In fact, the woman most of us know as ‘Effie’ has managed to take the boldness and courage of the character she portrays to overcome those setbacks, by incorporating her experiences into her comedy.

Take her new show: This is Personal for example – a candid one-woman show that combines Coustas’ migrant upbringing in Melbourne’s suburbs and her recent experience of motherhood. During the course of the evening, the audience gets to meet characters from Mary’s family who have shaped her life – including Mary’s younger self, who created the suit of armour we all know as ‘Effie’. The result is a show that explores love, loss, laughter and fear, and the way in which all four come to define us all.

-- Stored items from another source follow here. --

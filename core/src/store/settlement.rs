use super::{require_amount, LedgerStore};
use crate::{
    error::LedgerResult,
    model::{HourlyRevenue, Settlement, SettlementBreakdown, SettlementRequest, SettlementTotals},
};
use rusqlite::{params, Row};

fn settlement_from_row(row: &Row<'_>) -> rusqlite::Result<Settlement> {
    Ok(Settlement {
        settlement_id: row.get(0)?,
        date_time: row.get(1)?,
        player_id: row.get(2)?,
        host_id: row.get(3)?,
        gift_value: row.get(4)?,
        player_settlement: row.get(5)?,
        host_settlement: row.get(6)?,
        profit: row.get(7)?,
        transfer_to_predeposit: row.get(8)?,
        transfer_amount: row.get(9)?,
    })
}

impl LedgerStore {
    // ── Settlement ────────────────────────────────────────────────

    /// Reconcile a gift value between a player and a host.
    ///
    /// Computes the tariff breakdown from each side's discount, appends
    /// the settlement record, debits the player (optionally routing part
    /// of the debit into predeposit) and credits the host's coin
    /// inventory. The three writes commit as one transaction; a failed
    /// settlement leaves every balance untouched.
    pub fn apply_settlement(&mut self, req: &SettlementRequest) -> LedgerResult<Settlement> {
        require_amount("gift_value", req.gift_value)?;
        require_amount("transfer_amount", req.transfer_amount)?;
        let player = self.require_player("player_id", &req.player_id)?;
        let host = self.require_host("host_id", &req.host_id)?;

        let breakdown = SettlementBreakdown::compute(
            req.gift_value,
            player.discount,
            host.discount,
            self.config.settlement_unit,
        );
        // A transfer amount without the flag is meaningless; normalize to 0.
        let transfer_amount = if req.transfer_to_predeposit {
            req.transfer_amount
        } else {
            0.0
        };

        let settlement = Settlement {
            settlement_id: self.generate_id(),
            date_time: self.current_date_time(),
            player_id: req.player_id.clone(),
            host_id: req.host_id.clone(),
            gift_value: req.gift_value,
            player_settlement: breakdown.player_settlement,
            host_settlement: breakdown.host_settlement,
            profit: breakdown.profit,
            transfer_to_predeposit: req.transfer_to_predeposit,
            transfer_amount,
        };

        let tx = self.conn.transaction()?;
        tx.execute(
            "INSERT INTO settlement (settlement_id, date_time, player_id, host_id,
                 gift_value, player_settlement, host_settlement, profit,
                 transfer_to_predeposit, transfer_amount)
             VALUES (?1, ?2, ?3, ?4, ?5, ?6, ?7, ?8, ?9, ?10)",
            params![
                settlement.settlement_id,
                settlement.date_time,
                settlement.player_id,
                settlement.host_id,
                settlement.gift_value,
                settlement.player_settlement,
                settlement.host_settlement,
                settlement.profit,
                settlement.transfer_to_predeposit,
                settlement.transfer_amount,
            ],
        )?;
        if settlement.transfer_to_predeposit {
            tx.execute(
                "UPDATE player SET predeposit = predeposit + ?1,
                     account_balance = account_balance - (?2 - ?1)
                 WHERE player_id = ?3",
                params![transfer_amount, breakdown.player_settlement, req.player_id],
            )?;
        } else {
            tx.execute(
                "UPDATE player SET account_balance = account_balance - ?1
                 WHERE player_id = ?2",
                params![breakdown.player_settlement, req.player_id],
            )?;
        }
        // Credited regardless of host type; a host without a coin inventory
        // starts one at zero.
        tx.execute(
            "UPDATE host SET gift_value_balance = COALESCE(gift_value_balance, 0.0) + ?1
             WHERE host_id = ?2",
            params![req.gift_value, req.host_id],
        )?;
        tx.commit()?;

        log::debug!(
            "settlement {}: gift {} -> player '{}' owes {:.2}, host '{}' earns {:.2}, profit {:.2}",
            settlement.settlement_id,
            settlement.gift_value,
            settlement.player_id,
            settlement.player_settlement,
            settlement.host_id,
            settlement.host_settlement,
            settlement.profit,
        );
        Ok(settlement)
    }

    /// All settlements, insertion-ordered, as an owned snapshot.
    pub fn settlements(&self) -> LedgerResult<Vec<Settlement>> {
        let mut stmt = self.conn.prepare(
            "SELECT settlement_id, date_time, player_id, host_id, gift_value,
                 player_settlement, host_settlement, profit,
                 transfer_to_predeposit, transfer_amount
             FROM settlement ORDER BY rowid ASC",
        )?;
        let rows = stmt.query_map([], settlement_from_row)?;
        rows.collect::<Result<Vec<_>, _>>().map_err(Into::into)
    }

    // ── Reports ───────────────────────────────────────────────────

    /// Gift value settled today, bucketed by hour. Always exactly 24
    /// entries, `"00:00"` through `"23:00"`, zero-filled; "today" is the
    /// clock's current local calendar day, evaluated at call time.
    pub fn daily_revenue(&self) -> LedgerResult<Vec<HourlyRevenue>> {
        let mut buckets = [0.0f64; 24];
        let mut stmt = self.conn.prepare(
            "SELECT CAST(substr(date_time, 12, 2) AS INTEGER) AS hour,
                    SUM(gift_value)
             FROM settlement
             WHERE substr(date_time, 1, 10) = ?1
             GROUP BY hour",
        )?;
        let rows = stmt.query_map(params![self.today()], |row| {
            Ok((row.get::<_, i64>(0)?, row.get::<_, f64>(1)?))
        })?;
        for row in rows {
            let (hour, total) = row?;
            if (0..24).contains(&hour) {
                buckets[hour as usize] = total;
            }
        }
        Ok(buckets
            .iter()
            .enumerate()
            .map(|(hour, &gift_value)| HourlyRevenue {
                hour: format!("{hour:02}:00"),
                gift_value,
            })
            .collect())
    }

    /// Column totals over the full settlement book (the footer row of the
    /// settlement page).
    pub fn settlement_totals(&self) -> LedgerResult<SettlementTotals> {
        self.conn
            .query_row(
                "SELECT COALESCE(SUM(gift_value), 0.0),
                        COALESCE(SUM(player_settlement), 0.0),
                        COALESCE(SUM(host_settlement), 0.0),
                        COALESCE(SUM(profit), 0.0)
                 FROM settlement",
                [],
                |row| {
                    Ok(SettlementTotals {
                        gift_value: row.get(0)?,
                        player_settlement: row.get(1)?,
                        host_settlement: row.get(2)?,
                        profit: row.get(3)?,
                    })
                },
            )
            .map_err(Into::into)
    }
}
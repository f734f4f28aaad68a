//! giftledger-core — the bookkeeping core of a live-streaming gift-economy
//! desk: player accounts, recharges, host payouts, coin restocking, and the
//! settlement transactions that reconcile gift value between the two sides.
//!
//! RULES:
//!   - The `LedgerStore` owns every balance-update invariant. Callers submit
//!     requests; they never patch balances themselves.
//!   - Multi-record mutations (settlement, recharge) apply atomically —
//!     all rows change or none do.
//!   - Every command validates and resolves its references before the first
//!     write. There are no silent no-ops.

pub mod clock;
pub mod config;
pub mod error;
pub mod model;
pub mod store;
pub mod types;

pub use clock::{Clock, FixedClock, SystemClock};
pub use config::LedgerConfig;
pub use error::{LedgerError, LedgerResult};
pub use store::LedgerStore;
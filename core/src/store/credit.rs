use super::{require_amount, LedgerStore};
use crate::{
    error::LedgerResult,
    model::{Credit, CreditRequest},
};
use rusqlite::{params, Row};

fn credit_from_row(row: &Row<'_>) -> rusqlite::Result<Credit> {
    Ok(Credit {
        credit_id: row.get(0)?,
        date_time: row.get(1)?,
        credit_account: row.get(2)?,
        credit_amount: row.get(3)?,
        is_repaid: row.get(4)?,
        goods_offset: row.get(5)?,
        funds_offset: row.get(6)?,
    })
}

impl LedgerStore {
    // ── Credit ────────────────────────────────────────────────────

    /// Log a credit (tab) entry. Credits are immutable once written.
    pub fn add_credit(&self, req: &CreditRequest) -> LedgerResult<Credit> {
        require_amount("credit_amount", req.credit_amount)?;
        require_amount("goods_offset", req.goods_offset)?;
        require_amount("funds_offset", req.funds_offset)?;

        let credit = Credit {
            credit_id: self.generate_id(),
            date_time: self.current_date_time(),
            credit_account: req.credit_account.clone(),
            credit_amount: req.credit_amount,
            is_repaid: req.is_repaid,
            goods_offset: req.goods_offset,
            funds_offset: req.funds_offset,
        };
        self.conn.execute(
            "INSERT INTO credit (credit_id, date_time, credit_account, credit_amount,
                 is_repaid, goods_offset, funds_offset)
             VALUES (?1, ?2, ?3, ?4, ?5, ?6, ?7)",
            params![
                credit.credit_id,
                credit.date_time,
                credit.credit_account,
                credit.credit_amount,
                credit.is_repaid,
                credit.goods_offset,
                credit.funds_offset,
            ],
        )?;
        Ok(credit)
    }

    /// All credits, insertion-ordered, as an owned snapshot.
    pub fn credits(&self) -> LedgerResult<Vec<Credit>> {
        let mut stmt = self.conn.prepare(
            "SELECT credit_id, date_time, credit_account, credit_amount, is_repaid,
                 goods_offset, funds_offset
             FROM credit ORDER BY rowid ASC",
        )?;
        let rows = stmt.query_map([], credit_from_row)?;
        rows.collect::<Result<Vec<_>, _>>().map_err(Into::into)
    }
}
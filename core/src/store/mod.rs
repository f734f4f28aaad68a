//! The ledger store.
//!
//! RULE: Only store/ talks to the database. Callers go through the
//! command/query surface — they never execute SQL and never patch a
//! balance by hand.
//!
//! The backing database is an in-memory SQLite connection that lives and
//! dies with the store: the desk keeps no durable state. SQLite is here
//! for its transactions — the settlement and recharge commands are
//! read-modify-write across several rows and must land all-or-nothing.

mod coin;
mod credit;
mod exchange;
mod host;
mod income;
mod player;
mod recharge;
mod settlement;

use crate::{
    clock::{Clock, SystemClock, DATE_FORMAT, DATE_TIME_FORMAT},
    config::LedgerConfig,
    error::{LedgerError, LedgerResult},
};
use rusqlite::Connection;
use std::rc::Rc;
use uuid::Uuid;

pub struct LedgerStore {
    conn: Connection,
    clock: Rc<dyn Clock>,
    config: LedgerConfig,
}

impl LedgerStore {
    /// Open a fresh ledger on the system clock with the default tariff.
    pub fn in_memory() -> LedgerResult<Self> {
        Self::with_clock(Rc::new(SystemClock), LedgerConfig::default())
    }

    /// Open a fresh ledger with an injected clock and tariff (used in
    /// tests, and by tools that load a tariff file).
    pub fn with_clock(clock: Rc<dyn Clock>, config: LedgerConfig) -> LedgerResult<Self> {
        let conn = Connection::open_in_memory()?;
        conn.execute_batch(include_str!("../../../migrations/001_ledger.sql"))?;
        Ok(Self {
            conn,
            clock,
            config,
        })
    }

    pub fn config(&self) -> &LedgerConfig {
        &self.config
    }

    // ── Utilities ─────────────────────────────────────────────────

    /// A process-unique opaque identifier. UUIDv4 — the one place the
    /// ledger is allowed to be random.
    pub fn generate_id(&self) -> String {
        Uuid::new_v4().to_string()
    }

    /// Normalized local timestamp, `YYYY-MM-DD HH:MM:SS`.
    pub fn current_date_time(&self) -> String {
        self.clock.now().format(DATE_TIME_FORMAT).to_string()
    }

    /// `YYYY-MM-DD` of the clock's current day, the key for all
    /// today-window queries.
    pub(crate) fn today(&self) -> String {
        self.clock.now().format(DATE_FORMAT).to_string()
    }
}

// ── Shared validation ─────────────────────────────────────────────

pub(crate) fn require_amount(field: &str, value: f64) -> LedgerResult<()> {
    if !value.is_finite() || value < 0.0 {
        return Err(LedgerError::Validation(format!(
            "{field} must be a non-negative amount (got {value})"
        )));
    }
    Ok(())
}

pub(crate) fn require_discount(value: f64) -> LedgerResult<()> {
    if !value.is_finite() || !(0.0..=1.0).contains(&value) {
        return Err(LedgerError::Validation(format!(
            "discount must be within [0, 1] (got {value})"
        )));
    }
    Ok(())
}
//! Record model for the five ledger collections plus the exchange and
//! credit side-books.
//!
//! Records are plain data. The balance side effects they imply live in
//! the store; the one piece of pure arithmetic — the settlement tariff —
//! lives here so it can be unit-tested in isolation.

use crate::types::{Amount, EntityId};
use rusqlite::types::{FromSql, FromSqlError, FromSqlResult, ToSqlOutput, ValueRef};
use rusqlite::ToSql;
use serde::{Deserialize, Serialize};
use std::fmt;
use std::str::FromStr;

// ── Player ────────────────────────────────────────────────────────

#[derive(Debug, Clone, PartialEq, Serialize, Deserialize)]
pub struct Player {
    pub player_id: EntityId,
    /// Tariff multiplier ∈ [0, 1]: the player's cost rate per settlement
    /// unit of gift value.
    pub discount: f64,
    pub predeposit: Amount,
    pub credit: Amount,
    pub today_recharge_total: Amount,
    pub month_recharge_total: Amount,
    pub account_balance: Amount,
}

impl Player {
    /// A fresh account: everything zero except the identity and tariff.
    pub fn new(player_id: impl Into<EntityId>, discount: f64) -> Self {
        Self {
            player_id: player_id.into(),
            discount,
            predeposit: 0.0,
            credit: 0.0,
            today_recharge_total: 0.0,
            month_recharge_total: 0.0,
            account_balance: 0.0,
        }
    }
}

// ── Host ──────────────────────────────────────────────────────────

#[derive(Debug, Clone, Copy, PartialEq, Eq, Serialize, Deserialize)]
#[serde(rename_all = "snake_case")]
pub enum HostType {
    /// Currency-exchange account; carries a coin inventory.
    Recharge,
    /// Streaming host; the only type eligible for gift-value income.
    Host,
    /// Room owner; carries a coin inventory.
    Owner,
}

impl HostType {
    pub fn as_str(self) -> &'static str {
        match self {
            Self::Recharge => "recharge",
            Self::Host => "host",
            Self::Owner => "owner",
        }
    }
}

impl fmt::Display for HostType {
    fn fmt(&self, f: &mut fmt::Formatter<'_>) -> fmt::Result {
        f.write_str(self.as_str())
    }
}

impl FromStr for HostType {
    type Err = String;

    fn from_str(s: &str) -> Result<Self, Self::Err> {
        match s {
            "recharge" => Ok(Self::Recharge),
            "host" => Ok(Self::Host),
            "owner" => Ok(Self::Owner),
            other => Err(format!("unknown host type '{other}'")),
        }
    }
}

impl ToSql for HostType {
    fn to_sql(&self) -> rusqlite::Result<ToSqlOutput<'_>> {
        Ok(self.as_str().into())
    }
}

impl FromSql for HostType {
    fn column_result(value: ValueRef<'_>) -> FromSqlResult<Self> {
        value
            .as_str()?
            .parse()
            .map_err(|e: String| FromSqlError::Other(e.into()))
    }
}

#[derive(Debug, Clone, PartialEq, Serialize, Deserialize)]
pub struct Host {
    pub host_id: EntityId,
    pub host_type: HostType,
    /// Tariff multiplier ∈ [0, 1]: the host's payout rate per settlement
    /// unit of gift value. Same mechanics as the player discount, opposite
    /// economic direction — that asymmetry is the whole margin model.
    pub discount: f64,
    /// Coin inventory, meaningful for recharge/owner accounts. Settlements
    /// credit it unconditionally, starting absent inventories at zero.
    pub gift_value_balance: Option<Amount>,
}

// ── Recharge ──────────────────────────────────────────────────────

#[derive(Debug, Clone, Copy, PartialEq, Eq, Serialize, Deserialize)]
#[serde(rename_all = "snake_case")]
pub enum PaymentMethod {
    Wechat,
    Alipay,
    BankTransfer,
}

impl PaymentMethod {
    pub fn as_str(self) -> &'static str {
        match self {
            Self::Wechat => "wechat",
            Self::Alipay => "alipay",
            Self::BankTransfer => "bank_transfer",
        }
    }
}

impl fmt::Display for PaymentMethod {
    fn fmt(&self, f: &mut fmt::Formatter<'_>) -> fmt::Result {
        f.write_str(self.as_str())
    }
}

impl FromStr for PaymentMethod {
    type Err = String;

    fn from_str(s: &str) -> Result<Self, Self::Err> {
        match s {
            "wechat" => Ok(Self::Wechat),
            "alipay" => Ok(Self::Alipay),
            "bank_transfer" => Ok(Self::BankTransfer),
            other => Err(format!("unknown payment method '{other}'")),
        }
    }
}

impl ToSql for PaymentMethod {
    fn to_sql(&self) -> rusqlite::Result<ToSqlOutput<'_>> {
        Ok(self.as_str().into())
    }
}

impl FromSql for PaymentMethod {
    fn column_result(value: ValueRef<'_>) -> FromSqlResult<Self> {
        value
            .as_str()?
            .parse()
            .map_err(|e: String| FromSqlError::Other(e.into()))
    }
}

/// Append-only record of one top-up. ID and timestamp are stamped by the
/// store when the request is applied.
#[derive(Debug, Clone, PartialEq, Serialize, Deserialize)]
pub struct Recharge {
    pub recharge_id: EntityId,
    pub date_time: String,
    pub player_id: EntityId,
    pub amount: Amount,
    pub payment_method: PaymentMethod,
    pub receiving_host: String,
}

#[derive(Debug, Clone)]
pub struct RechargeRequest {
    pub player_id: EntityId,
    pub amount: Amount,
    pub payment_method: PaymentMethod,
    pub receiving_host: String,
}

// ── Settlement ────────────────────────────────────────────────────

#[derive(Debug, Clone, PartialEq, Serialize, Deserialize)]
pub struct Settlement {
    pub settlement_id: EntityId,
    pub date_time: String,
    pub player_id: EntityId,
    pub host_id: EntityId,
    pub gift_value: Amount,
    pub player_settlement: Amount,
    pub host_settlement: Amount,
    pub profit: Amount,
    pub transfer_to_predeposit: bool,
    pub transfer_amount: Amount,
}

#[derive(Debug, Clone)]
pub struct SettlementRequest {
    pub player_id: EntityId,
    pub host_id: EntityId,
    pub gift_value: Amount,
    pub transfer_to_predeposit: bool,
    /// Portion routed into the player's predeposit instead of debiting the
    /// account balance. Ignored unless `transfer_to_predeposit` is set.
    pub transfer_amount: Amount,
}

impl SettlementRequest {
    pub fn new(
        player_id: impl Into<EntityId>,
        host_id: impl Into<EntityId>,
        gift_value: Amount,
    ) -> Self {
        Self {
            player_id: player_id.into(),
            host_id: host_id.into(),
            gift_value,
            transfer_to_predeposit: false,
            transfer_amount: 0.0,
        }
    }

    pub fn with_predeposit_transfer(mut self, amount: Amount) -> Self {
        self.transfer_to_predeposit = true;
        self.transfer_amount = amount;
        self
    }
}

/// The settlement tariff, computed once per settlement and stored on the
/// record verbatim.
#[derive(Debug, Clone, Copy, PartialEq)]
pub struct SettlementBreakdown {
    /// Currency owed by the player.
    pub player_settlement: Amount,
    /// Currency owed to the host.
    pub host_settlement: Amount,
    /// Desk margin: host side minus player side. Negative when the player's
    /// rate is the better one.
    pub profit: Amount,
}

impl SettlementBreakdown {
    pub fn compute(
        gift_value: Amount,
        player_discount: f64,
        host_discount: f64,
        settlement_unit: f64,
    ) -> Self {
        let player_settlement = gift_value / settlement_unit * player_discount;
        let host_settlement = gift_value / settlement_unit * host_discount;
        Self {
            player_settlement,
            host_settlement,
            profit: host_settlement - player_settlement,
        }
    }
}

// ── Coin replenishment ────────────────────────────────────────────

#[derive(Debug, Clone, PartialEq, Serialize, Deserialize)]
pub struct CoinReplenishment {
    pub replenishment_id: EntityId,
    pub replenishment_time: String,
    pub replenishment_amount: Amount,
    pub remaining_coins: Amount,
    /// Host account whose inventory was restocked.
    pub replenishment_account: EntityId,
}

#[derive(Debug, Clone)]
pub struct ReplenishmentRequest {
    pub replenishment_amount: Amount,
    pub remaining_coins: Amount,
    pub replenishment_account: EntityId,
}

// ── Host income ───────────────────────────────────────────────────

/// The two income shapes the desk logs, kept as a tagged variant rather
/// than one struct full of optionals.
#[derive(Debug, Clone, PartialEq, Serialize, Deserialize)]
#[serde(tag = "kind", rename_all = "snake_case")]
pub enum IncomeDetail {
    /// Gift value settled at the host's own discount rate.
    GiftValue { gift_value: Amount, income: Amount },
    /// Goods volume for a work shift, paid per unit, plus ad-hoc income.
    Shift {
        quantity: Amount,
        other_income: Amount,
        daily_income: Amount,
    },
}

#[derive(Debug, Clone, PartialEq, Serialize, Deserialize)]
pub struct HostIncome {
    pub income_id: EntityId,
    pub date_time: String,
    pub host_id: EntityId,
    /// Free-text interval, e.g. "10:00-18:00".
    pub work_time_period: String,
    #[serde(flatten)]
    pub detail: IncomeDetail,
}

#[derive(Debug, Clone)]
pub struct IncomeRequest {
    pub host_id: EntityId,
    pub work_time_period: String,
    pub source: IncomeSource,
}

#[derive(Debug, Clone)]
pub enum IncomeSource {
    GiftValue { gift_value: Amount },
    Shift { quantity: Amount, other_income: Amount },
}

// ── Exchange ──────────────────────────────────────────────────────

#[derive(Debug, Clone, PartialEq, Serialize, Deserialize)]
pub struct Exchange {
    pub exchange_id: EntityId,
    pub date_time: String,
    pub exchange_account: String,
    pub quantity: Amount,
    pub discount: f64,
    /// Running total of quantity over the record's calendar day, this
    /// record included.
    pub today_exchange_total: Amount,
}

#[derive(Debug, Clone)]
pub struct ExchangeRequest {
    pub exchange_account: String,
    pub quantity: Amount,
    pub discount: f64,
}

// ── Credit ────────────────────────────────────────────────────────

#[derive(Debug, Clone, PartialEq, Serialize, Deserialize)]
pub struct Credit {
    pub credit_id: EntityId,
    pub date_time: String,
    pub credit_account: String,
    pub credit_amount: Amount,
    pub is_repaid: bool,
    pub goods_offset: Amount,
    pub funds_offset: Amount,
}

#[derive(Debug, Clone)]
pub struct CreditRequest {
    pub credit_account: String,
    pub credit_amount: Amount,
    pub is_repaid: bool,
    pub goods_offset: Amount,
    pub funds_offset: Amount,
}

// ── Reports ───────────────────────────────────────────────────────

/// One hourly bucket of the daily revenue report. `hour` is `"00:00"`
/// through `"23:00"`.
#[derive(Debug, Clone, PartialEq, Serialize, Deserialize)]
pub struct HourlyRevenue {
    pub hour: String,
    pub gift_value: Amount,
}

/// Column totals over the full settlement book.
#[derive(Debug, Clone, Copy, PartialEq, Default, Serialize, Deserialize)]
pub struct SettlementTotals {
    pub gift_value: Amount,
    pub player_settlement: Amount,
    pub host_settlement: Amount,
    pub profit: Amount,
}
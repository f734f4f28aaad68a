use super::{require_amount, LedgerStore};
use crate::{
    error::LedgerResult,
    model::{CoinReplenishment, ReplenishmentRequest},
};
use rusqlite::{params, Row};

fn replenishment_from_row(row: &Row<'_>) -> rusqlite::Result<CoinReplenishment> {
    Ok(CoinReplenishment {
        replenishment_id: row.get(0)?,
        replenishment_time: row.get(1)?,
        replenishment_amount: row.get(2)?,
        remaining_coins: row.get(3)?,
        replenishment_account: row.get(4)?,
    })
}

impl LedgerStore {
    // ── Coin replenishment ────────────────────────────────────────

    /// Log a restock of a host account's coin inventory.
    pub fn add_coin_replenishment(
        &self,
        req: &ReplenishmentRequest,
    ) -> LedgerResult<CoinReplenishment> {
        require_amount("replenishment_amount", req.replenishment_amount)?;
        require_amount("remaining_coins", req.remaining_coins)?;
        self.require_host("replenishment_account", &req.replenishment_account)?;

        let replenishment = CoinReplenishment {
            replenishment_id: self.generate_id(),
            replenishment_time: self.current_date_time(),
            replenishment_amount: req.replenishment_amount,
            remaining_coins: req.remaining_coins,
            replenishment_account: req.replenishment_account.clone(),
        };
        self.conn.execute(
            "INSERT INTO coin_replenishment (replenishment_id, replenishment_time,
                 replenishment_amount, remaining_coins, replenishment_account)
             VALUES (?1, ?2, ?3, ?4, ?5)",
            params![
                replenishment.replenishment_id,
                replenishment.replenishment_time,
                replenishment.replenishment_amount,
                replenishment.remaining_coins,
                replenishment.replenishment_account,
            ],
        )?;
        Ok(replenishment)
    }

    /// All replenishments, insertion-ordered, as an owned snapshot.
    pub fn coin_replenishments(&self) -> LedgerResult<Vec<CoinReplenishment>> {
        let mut stmt = self.conn.prepare(
            "SELECT replenishment_id, replenishment_time, replenishment_amount,
                 remaining_coins, replenishment_account
             FROM coin_replenishment ORDER BY rowid ASC",
        )?;
        let rows = stmt.query_map([], replenishment_from_row)?;
        rows.collect::<Result<Vec<_>, _>>().map_err(Into::into)
    }
}
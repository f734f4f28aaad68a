//! Balance reconciliation: the stored account balance must equal the
//! opening balance plus the delta the books imply. `derived_balance`
//! replays the recharge and settlement history so drift is detectable.

use giftledger_core::model::{
    Host, HostType, PaymentMethod, Player, RechargeRequest, SettlementRequest,
};
use giftledger_core::{LedgerError, LedgerStore};

fn build() -> LedgerStore {
    let _ = env_logger::builder().is_test(true).try_init();
    let store = LedgerStore::in_memory().expect("in_memory store");
    store.add_player(&Player::new("p1", 0.9)).unwrap();
    store
        .add_host(&Host {
            host_id: "h1".into(),
            host_type: HostType::Host,
            discount: 0.8,
            gift_value_balance: None,
        })
        .unwrap();
    store
}

fn recharge(amount: f64) -> RechargeRequest {
    RechargeRequest {
        player_id: "p1".into(),
        amount,
        payment_method: PaymentMethod::BankTransfer,
        receiving_host: "front-desk".into(),
    }
}

// ─────────────────────────────────────────────────────────────────────────────
// Test 1: a mixed history reconciles exactly
// ─────────────────────────────────────────────────────────────────────────────

#[test]
fn derived_balance_matches_stored_balance_after_mixed_history() {
    let mut store = build();

    store.apply_recharge(&recharge(500.0)).unwrap();
    store
        .apply_settlement(&SettlementRequest::new("p1", "h1", 1000.0))
        .unwrap();
    store.apply_recharge(&recharge(250.0)).unwrap();
    store
        .apply_settlement(&SettlementRequest::new("p1", "h1", 2000.0).with_predeposit_transfer(50.0))
        .unwrap();

    // 500 - 90 + 250 - (180 - 50)
    let p1 = store.player("p1").unwrap().unwrap();
    assert_eq!(p1.account_balance, 530.0);
    assert_eq!(store.derived_balance("p1").unwrap(), 530.0);
    assert_eq!(p1.predeposit, 50.0);
}

#[test]
fn derived_balance_is_zero_for_an_untouched_player() {
    let store = build();
    assert_eq!(store.derived_balance("p1").unwrap(), 0.0);
}

// ─────────────────────────────────────────────────────────────────────────────
// Test 2: drift shows when the stored balance is edited by hand
// ─────────────────────────────────────────────────────────────────────────────

#[test]
fn manual_balance_edit_shows_up_as_drift() {
    let mut store = build();
    store.apply_recharge(&recharge(100.0)).unwrap();

    let mut p1 = store.player("p1").unwrap().unwrap();
    p1.account_balance += 7.0;
    store.update_player(&p1).unwrap();

    let stored = store.player("p1").unwrap().unwrap().account_balance;
    let derived = store.derived_balance("p1").unwrap();
    assert_eq!(stored - derived, 7.0);
}

#[test]
fn derived_balance_of_missing_player_is_not_found() {
    let store = build();
    let err = store.derived_balance("ghost").unwrap_err();
    assert!(matches!(err, LedgerError::NotFound { entity: "player", .. }));
}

But this isn’t life imitating art – it’s art inspired and informed by an all-too-real human story, the roots of which first took hold in the turbulent years of the early 20th Century in the Aegean.

“My mother is a Pontian Greek,” says Coustas.

“Originally her family were in Turkey – a very dramatic story as everyone would have from those days.

“My grandmother came across (to Greece) with her mother. Her father had died in earlier fighting, and so it was her and a couple of siblings, her mother, and a new-born baby. They finally made it to water and they boarded this boat to head for Greece.

“Now, the baby had died, but my grandmother’s mother – so my great-grandmother – didn’t want to tell anyone, and so she held the baby as though it was not in fact dead.

“Someone outed her and said; ‘that woman is holding a dead baby’, a few days into the journey.

“They threw the baby overboard.

“My great-grandmother never ate fish again, because she said; ‘they feasted on my child’.”

Fast-forward a century or so, and in poignant symmetry, the great granddaughter of the woman who held a dead child in her arms as she crossed the Aegean, also held a child that left far too soon.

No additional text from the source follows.